Per l’alacre co-branding, specie nel campo della moda, il piccolo unito col grande, fosse anche un colosso, che non vuole assorbirlo e spersonalizzarlo, ricava il riscontro ideale per far breccia negli acquirenti rinsaldando così la propria incontestabile ed empatica raison d’être.

Il piccolo sale sul carro dei vincitori? Oppure contagia in modo positivo con la sua freschezza e vivacità il socio possente ma a corto d’idee? I consorzi sciolgono i nodi alla corda dovuti alle mere mire individualistiche?

I marchi di ricerca sia nella moda sia nel design sono comunque sinergici.

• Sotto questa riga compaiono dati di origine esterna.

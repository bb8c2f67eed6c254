//! Configuration management with profile support.
//!
//! Provides centralized configuration for both keeper loops with support for
//! different profiles (default, local, production).

use crate::error::{KeeperError, KeeperResult};
use crate::scheduler::SchedulerConfig;
use alloy::primitives::Address;
use keeper_chain::GasPricing;
use serde::{Deserialize, Serialize};
use std::time::Duration;

/// Main configuration structure containing all keeper parameters.
#[derive(Debug, Clone, Serialize, Deserialize)]
pub struct KeeperConfig {
    /// Profile name (for logging/identification)
    #[serde(default = "default_profile_name")]
    pub profile: String,

    /// RPC endpoint; `${VAR}` patterns are expanded. Falls back to `RPC_URL`.
    #[serde(default)]
    pub rpc_url: Option<String>,

    /// Owners whose positions the liquidation keeper evaluates
    #[serde(default)]
    pub accounts_to_watch: Vec<String>,

    #[serde(default)]
    pub liquidation: LiquidationLoopConfig,

    #[serde(default)]
    pub auction: AuctionLoopConfig,

    #[serde(default)]
    pub execution: ExecutionSettings,

    #[serde(default)]
    pub scheduler: SchedulerSettings,

    #[serde(default)]
    pub gas: GasSettings,
}

fn default_profile_name() -> String {
    "default".to_string()
}
fn default_true() -> bool {
    true
}

/// Liquidation keeper loop.
#[derive(Debug, Clone, Serialize, Deserialize)]
pub struct LiquidationLoopConfig {
    #[serde(default = "default_true")]
    pub enabled: bool,

    /// Delay between iterations (seconds)
    #[serde(default = "default_liquidation_interval")]
    pub poll_interval_secs: u64,
}

fn default_liquidation_interval() -> u64 {
    30
}

impl Default for LiquidationLoopConfig {
    fn default() -> Self {
        Self {
            enabled: true,
            poll_interval_secs: default_liquidation_interval(),
        }
    }
}

/// Auction reset keeper loop.
#[derive(Debug, Clone, Serialize, Deserialize)]
pub struct AuctionLoopConfig {
    #[serde(default = "default_true")]
    pub enabled: bool,

    /// Delay between iterations (seconds)
    #[serde(default = "default_auction_interval")]
    pub poll_interval_secs: u64,

    /// Ids probed past the active auction count
    #[serde(default = "default_scan_margin")]
    pub scan_margin: u64,

    /// Concurrent `auctionIsActive` probes
    #[serde(default = "default_probe_concurrency")]
    pub probe_concurrency: usize,
}

fn default_auction_interval() -> u64 {
    60
}
fn default_scan_margin() -> u64 {
    100
}
fn default_probe_concurrency() -> usize {
    10
}

impl Default for AuctionLoopConfig {
    fn default() -> Self {
        Self {
            enabled: true,
            poll_interval_secs: default_auction_interval(),
            scan_margin: default_scan_margin(),
            probe_concurrency: default_probe_concurrency(),
        }
    }
}

/// Transaction execution parameters.
#[derive(Debug, Clone, Serialize, Deserialize)]
pub struct ExecutionSettings {
    /// Pause after each executed opportunity (seconds)
    #[serde(default = "default_inter_delay")]
    pub inter_opportunity_delay_secs: u64,

    /// Gas added on top of the estimate
    #[serde(default = "default_gas_buffer")]
    pub gas_buffer: u64,

    /// Maximum wait for a receipt (seconds)
    #[serde(default = "default_confirmation_timeout")]
    pub confirmation_timeout_secs: u64,

    /// Receipt polling period (milliseconds)
    #[serde(default = "default_receipt_poll")]
    pub receipt_poll_interval_ms: u64,
}

fn default_inter_delay() -> u64 {
    5
}
fn default_gas_buffer() -> u64 {
    10_000
}
fn default_confirmation_timeout() -> u64 {
    120
}
fn default_receipt_poll() -> u64 {
    1_000
}

impl Default for ExecutionSettings {
    fn default() -> Self {
        Self {
            inter_opportunity_delay_secs: default_inter_delay(),
            gas_buffer: default_gas_buffer(),
            confirmation_timeout_secs: default_confirmation_timeout(),
            receipt_poll_interval_ms: default_receipt_poll(),
        }
    }
}

impl ExecutionSettings {
    pub fn inter_opportunity_delay(&self) -> Duration {
        Duration::from_secs(self.inter_opportunity_delay_secs)
    }
    pub fn confirmation_timeout(&self) -> Duration {
        Duration::from_secs(self.confirmation_timeout_secs)
    }
    pub fn receipt_poll_interval(&self) -> Duration {
        Duration::from_millis(self.receipt_poll_interval_ms)
    }
}

#[derive(Debug, Clone, Serialize, Deserialize)]
pub struct SchedulerSettings {
    /// Sleep after a failed iteration (seconds)
    #[serde(default = "default_backoff")]
    pub backoff_secs: u64,
}

fn default_backoff() -> u64 {
    60
}

impl Default for SchedulerSettings {
    fn default() -> Self {
        Self {
            backoff_secs: default_backoff(),
        }
    }
}

/// Gas pricing configuration.
#[derive(Debug, Clone, Serialize, Deserialize)]
pub struct GasSettings {
    /// "legacy" or "eip1559"
    #[serde(default = "default_pricing")]
    pub pricing: String,

    /// Used when the node does not return a gas price (gwei)
    #[serde(default = "default_gas_price")]
    pub default_gas_price_gwei: f64,

    /// Maximum gas price willing to pay (gwei)
    #[serde(default = "default_max_gas_price")]
    pub max_gas_price_gwei: f64,

    /// Priority fee for EIP-1559 transactions (gwei)
    #[serde(default)]
    pub priority_fee_gwei: Option<f64>,
}

fn default_pricing() -> String {
    "legacy".to_string()
}
fn default_gas_price() -> f64 {
    1.0
}
fn default_max_gas_price() -> f64 {
    100.0
}

impl Default for GasSettings {
    fn default() -> Self {
        Self {
            pricing: default_pricing(),
            default_gas_price_gwei: default_gas_price(),
            max_gas_price_gwei: default_max_gas_price(),
            priority_fee_gwei: None,
        }
    }
}

impl GasSettings {
    pub fn pricing(&self) -> KeeperResult<GasPricing> {
        self.pricing
            .parse()
            .map_err(|e: anyhow::Error| KeeperError::Config(e.to_string()))
    }
}

impl Default for KeeperConfig {
    fn default() -> Self {
        Self {
            profile: default_profile_name(),
            rpc_url: None,
            accounts_to_watch: Vec::new(),
            liquidation: LiquidationLoopConfig::default(),
            auction: AuctionLoopConfig::default(),
            execution: ExecutionSettings::default(),
            scheduler: SchedulerSettings::default(),
            gas: GasSettings::default(),
        }
    }
}

impl KeeperConfig {
    /// Load configuration from a TOML file and expand `${VAR}` patterns.
    pub fn from_file(path: &str) -> KeeperResult<Self> {
        let content = std::fs::read_to_string(path)
            .map_err(|e| KeeperError::Config(format!("cannot read {path}: {e}")))?;
        let mut config: Self = toml::from_str(&content)
            .map_err(|e| KeeperError::Config(format!("invalid {path}: {e}")))?;
        config.expand_env_vars();
        Ok(config)
    }

    /// Local dev node: fast polling and short timeouts.
    pub fn local() -> Self {
        Self {
            profile: "local".to_string(),
            liquidation: LiquidationLoopConfig {
                enabled: true,
                poll_interval_secs: 5,
            },
            auction: AuctionLoopConfig {
                poll_interval_secs: 10,
                scan_margin: 20,
                ..Default::default()
            },
            execution: ExecutionSettings {
                inter_opportunity_delay_secs: 1,
                confirmation_timeout_secs: 30,
                receipt_poll_interval_ms: 250,
                ..Default::default()
            },
            scheduler: SchedulerSettings { backoff_secs: 10 },
            ..Default::default()
        }
    }

    /// Production profile with conservative settings.
    pub fn production() -> Self {
        Self {
            profile: "production".to_string(),
            execution: ExecutionSettings {
                gas_buffer: 50_000,
                confirmation_timeout_secs: 180,
                ..Default::default()
            },
            gas: GasSettings {
                pricing: "eip1559".to_string(),
                max_gas_price_gwei: 300.0,
                priority_fee_gwei: Some(2.0),
                ..Default::default()
            },
            ..Default::default()
        }
    }

    /// Profile from `KEEPER_PROFILE`. Supported values: local, production.
    pub fn from_profile_name(profile: &str) -> Self {
        match profile.to_lowercase().as_str() {
            "local" | "dev" => Self::local(),
            "production" | "prod" => Self::production(),
            _ => Self::default(),
        }
    }

    /// `KEEPER_CONFIG` names a TOML file; otherwise `KEEPER_PROFILE` picks a profile.
    pub fn from_env() -> KeeperResult<Self> {
        let config = match std::env::var("KEEPER_CONFIG") {
            Ok(path) => Self::from_file(&path)?,
            Err(_) => {
                let profile =
                    std::env::var("KEEPER_PROFILE").unwrap_or_else(|_| "default".to_string());
                Self::from_profile_name(&profile)
            }
        };
        config.validate()?;
        Ok(config)
    }

    pub fn expand_env_vars(&mut self) {
        if let Some(ref mut url) = self.rpc_url {
            *url = expand_env(url);
        }
        for account in &mut self.accounts_to_watch {
            *account = expand_env(account);
        }
    }

    /// Reject values that would stall or spin the loops.
    pub fn validate(&self) -> KeeperResult<()> {
        if !self.liquidation.enabled && !self.auction.enabled {
            return Err(KeeperError::Config("both keepers are disabled".into()));
        }
        if self.liquidation.poll_interval_secs == 0 || self.auction.poll_interval_secs == 0 {
            return Err(KeeperError::Config("poll intervals must be positive".into()));
        }
        if self.auction.probe_concurrency == 0 {
            return Err(KeeperError::Config("probe_concurrency must be at least 1".into()));
        }
        if self.execution.confirmation_timeout_secs == 0 {
            return Err(KeeperError::Config(
                "confirmation_timeout_secs must be positive".into(),
            ));
        }
        if self.execution.receipt_poll_interval_ms == 0 {
            return Err(KeeperError::Config(
                "receipt_poll_interval_ms must be positive".into(),
            ));
        }
        self.gas.pricing()?;
        self.watched_accounts()?;
        Ok(())
    }

    /// Parsed watch list, duplicates removed, order kept.
    pub fn watched_accounts(&self) -> KeeperResult<Vec<Address>> {
        let mut accounts = Vec::with_capacity(self.accounts_to_watch.len());
        for raw in &self.accounts_to_watch {
            let address: Address = raw
                .trim()
                .parse()
                .map_err(|e| KeeperError::Config(format!("invalid account {raw}: {e}")))?;
            if !accounts.contains(&address) {
                accounts.push(address);
            }
        }
        Ok(accounts)
    }

    pub fn liquidation_scheduler(&self) -> SchedulerConfig {
        SchedulerConfig {
            poll_interval: Duration::from_secs(self.liquidation.poll_interval_secs),
            inter_opportunity_delay: self.execution.inter_opportunity_delay(),
            backoff: Duration::from_secs(self.scheduler.backoff_secs),
        }
    }

    pub fn auction_scheduler(&self) -> SchedulerConfig {
        SchedulerConfig {
            poll_interval: Duration::from_secs(self.auction.poll_interval_secs),
            inter_opportunity_delay: self.execution.inter_opportunity_delay(),
            backoff: Duration::from_secs(self.scheduler.backoff_secs),
        }
    }

    /// Log the current configuration.
    pub fn log_config(&self) {
        tracing::info!(
            profile = %self.profile,
            accounts = self.accounts_to_watch.len(),
            "Keeper configuration loaded"
        );
        tracing::info!(
            enabled = self.liquidation.enabled,
            poll_interval_secs = self.liquidation.poll_interval_secs,
            "Liquidation keeper"
        );
        tracing::info!(
            enabled = self.auction.enabled,
            poll_interval_secs = self.auction.poll_interval_secs,
            scan_margin = self.auction.scan_margin,
            probe_concurrency = self.auction.probe_concurrency,
            "Auction reset keeper"
        );
        tracing::info!(
            gas_buffer = self.execution.gas_buffer,
            confirmation_timeout_secs = self.execution.confirmation_timeout_secs,
            inter_opportunity_delay_secs = self.execution.inter_opportunity_delay_secs,
            backoff_secs = self.scheduler.backoff_secs,
            "Execution parameters"
        );
        tracing::info!(
            pricing = %self.gas.pricing,
            default_gwei = self.gas.default_gas_price_gwei,
            max_gwei = self.gas.max_gas_price_gwei,
            "Gas pricing"
        );
    }
}

/// Expand ${VAR_NAME} patterns with environment variable values.
fn expand_env(s: &str) -> String {
    let re = match regex_lite::Regex::new(r"\$\{([^}]+)\}") {
        Ok(re) => re,
        Err(_) => return s.to_string(),
    };

    let mut result = s.to_string();
    for cap in re.captures_iter(s) {
        if let (Some(full_match), Some(var_match)) = (cap.get(0), cap.get(1)) {
            if let Ok(value) = std::env::var(var_match.as_str()) {
                result = result.replace(full_match.as_str(), &value);
            }
        }
    }
    result
}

I servizi di pubblica utilità, al contrario, che hanno tra l’altro un’urgenza differente, non possono attingere alle risorse sul piano operativo del co-marketing. La collaborazione tra attori diversi, individuabili nelle ditte che possiedono il contratto di appalto e quello di affidamento, necessita d’interventi di semplificazione davvero decisi. Non certo aleatori.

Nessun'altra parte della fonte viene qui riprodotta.